TASK BRIEF —
In how many lines of the records does "entry" appear? Answer with one number.

▬▬▬

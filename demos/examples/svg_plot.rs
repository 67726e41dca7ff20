// Copyright 2025 the Quadrille Authors
// SPDX-License-Identifier: Apache-2.0 OR MIT

//! Plot a few functions and export the scene as SVG.
//!
//! Demonstrate the add/auto-fit/render flow of `quadrille_engine` without a
//! windowing host.
//!
//! Run:
//! - `cargo run -p quadrille_demos --example svg_plot`

use kurbo::Size;
use quadrille_engine::PlotEngine;
use quadrille_surface::SvgSurface;

fn main() -> Result<(), Box<dyn std::error::Error>> {
    let size = Size::new(800.0, 600.0);
    let mut engine = PlotEngine::new(size);

    for formula in ["y = x^2/8 - 2", "sin(2x)", "1/x"] {
        let entry = engine.add_function(formula)?;
        println!("registered {:?} as {:?}", entry.expression, entry.normalized);
    }

    // Interactive hosts run the deferred fit after the first paint settles;
    // headless, it can run right away.
    if engine.take_pending_auto_fit() {
        engine.auto_scale();
    }

    if engine.take_redraw_request() {
        let mut surface = SvgSurface::new(size);
        engine.render(&mut surface);
        std::fs::write("quadrille_plot.svg", surface.to_svg())?;
        eprintln!("Wrote quadrille_plot.svg");
    }

    Ok(())
}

▬▬▬

ANSWER BELOW —
2